* **Requirement**
Go through the records and report each line holding the string "display".

* **Saved entries**
/---

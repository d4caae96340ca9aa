use std::collections::HashMap as StdHashMap;
use std::path::{Path, PathBuf};
use std::sync::Arc;
use std::time::{SystemTime, UNIX_EPOCH};
use serde::{Deserialize, Serialize};
use tracing::{debug, warn};

use super::KeyValueStore;

/// Process-local store. Contents vanish with the process.
#[derive(Clone, Default)]
pub struct MemoryStore {
    map: Arc<parking_lot::RwLock<StdHashMap<String, String>>>,
}

impl MemoryStore {
    pub fn new() -> Self { Self::default() }

    pub fn len(&self) -> usize { self.map.read().len() }
    pub fn is_empty(&self) -> bool { self.map.read().is_empty() }
}

impl KeyValueStore for MemoryStore {
    fn get(&self, key: &str) -> anyhow::Result<Option<String>> {
        Ok(self.map.read().get(key).cloned())
    }

    fn set(&self, key: &str, value: String) -> anyhow::Result<()> {
        self.map.write().insert(key.to_string(), value);
        Ok(())
    }

    fn remove(&self, key: &str) -> anyhow::Result<bool> {
        Ok(self.map.write().remove(key).is_some())
    }

    fn keys(&self) -> Vec<String> {
        let mut out: Vec<String> = self.map.read().keys().cloned().collect();
        out.sort();
        out
    }
}

#[derive(Serialize, Deserialize)]
struct SnapEntry { key: String, value: String }

#[derive(Serialize, Deserialize)]
struct Snapshot { version: u32, created_ms: i64, entries: Vec<SnapEntry> }

const SNAPSHOT_VERSION: u32 = 1;

/// Directory-backed store. The whole map is snapshotted to `snapshot.bin` on
/// every mutation. A mutation becomes visible only once its snapshot is on disk,
/// so a failed write leaves both memory and disk unchanged.
#[derive(Clone)]
pub struct FileStore {
    dir: PathBuf,
    map: Arc<parking_lot::RwLock<StdHashMap<String, String>>>,
    /// Serializes snapshot writers so temp files never interleave.
    write_guard: Arc<parking_lot::Mutex<()>>,
}

impl FileStore {
    /// Open (or create) a store under `dir`. An unreadable snapshot is moved aside
    /// to `snapshot.bin.corrupt` and the store starts empty.
    pub fn open(dir: impl AsRef<Path>) -> anyhow::Result<Self> {
        let dir = dir.as_ref().to_path_buf();
        std::fs::create_dir_all(&dir)?;
        let s = Self {
            dir,
            map: Arc::new(parking_lot::RwLock::new(StdHashMap::new())),
            write_guard: Arc::new(parking_lot::Mutex::new(())),
        };
        if let Err(e) = s.load_snapshot() {
            warn!(target: "sce::storage", "snapshot at '{}' unreadable: {}; starting empty", s.snapshot_path().display(), e);
            let aside = s.snapshot_path().with_extension("bin.corrupt");
            if let Err(e) = std::fs::rename(s.snapshot_path(), &aside) {
                warn!(target: "sce::storage", "could not move corrupt snapshot aside: {}", e);
            }
        }
        Ok(s)
    }

    pub fn dir(&self) -> &Path { &self.dir }

    fn snapshot_path(&self) -> PathBuf { self.dir.join("snapshot.bin") }

    fn load_snapshot(&self) -> anyhow::Result<()> {
        let path = self.snapshot_path();
        if !path.exists() { return Ok(()); }
        let bytes = std::fs::read(&path)?;
        let snap: Snapshot = bincode::deserialize(&bytes)?;
        if snap.version != SNAPSHOT_VERSION {
            anyhow::bail!("unsupported snapshot version {}", snap.version);
        }
        let mut w = self.map.write();
        w.clear();
        for e in snap.entries.into_iter() {
            w.insert(e.key, e.value);
        }
        debug!(target: "sce::storage", "loaded {} key(s) from '{}'", w.len(), path.display());
        Ok(())
    }

    /// Write `next` as the snapshot, then make it the live map.
    /// Callers hold `write_guard` from staging until commit.
    fn commit(&self, next: StdHashMap<String, String>) -> anyhow::Result<()> {
        self.save_snapshot(&next)?;
        *self.map.write() = next;
        Ok(())
    }

    fn save_snapshot(&self, map: &StdHashMap<String, String>) -> anyhow::Result<()> {
        let now_ms = SystemTime::now().duration_since(UNIX_EPOCH).map(|d| d.as_millis() as i64).unwrap_or(0);
        let mut entries: Vec<SnapEntry> = map
            .iter()
            .map(|(k, v)| SnapEntry { key: k.clone(), value: v.clone() })
            .collect();
        entries.sort_by(|a, b| a.key.cmp(&b.key));
        let snap = Snapshot { version: SNAPSHOT_VERSION, created_ms: now_ms, entries };
        let bytes = bincode::serialize(&snap)?;
        let tmp = self.snapshot_path().with_extension("bin.tmp");
        std::fs::write(&tmp, bytes)?;
        std::fs::rename(tmp, self.snapshot_path())?;
        Ok(())
    }
}

impl KeyValueStore for FileStore {
    fn get(&self, key: &str) -> anyhow::Result<Option<String>> {
        Ok(self.map.read().get(key).cloned())
    }

    fn set(&self, key: &str, value: String) -> anyhow::Result<()> {
        let _guard = self.write_guard.lock();
        let mut next = self.map.read().clone();
        next.insert(key.to_string(), value);
        self.commit(next)
    }

    fn remove(&self, key: &str) -> anyhow::Result<bool> {
        let _guard = self.write_guard.lock();
        let mut next = self.map.read().clone();
        if next.remove(key).is_none() {
            return Ok(false);
        }
        self.commit(next)?;
        Ok(true)
    }

    fn keys(&self) -> Vec<String> {
        let mut out: Vec<String> = self.map.read().keys().cloned().collect();
        out.sort();
        out
    }
}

\---

* **Written solution**
            warn!(target: "sce::storage", "snapshot at '{}' unreadable: {}; starting empty", s.snapshot_path().display(), e);
        debug!(target: "sce::storage", "loaded {} key(s) from '{}'", w.len(), path.display());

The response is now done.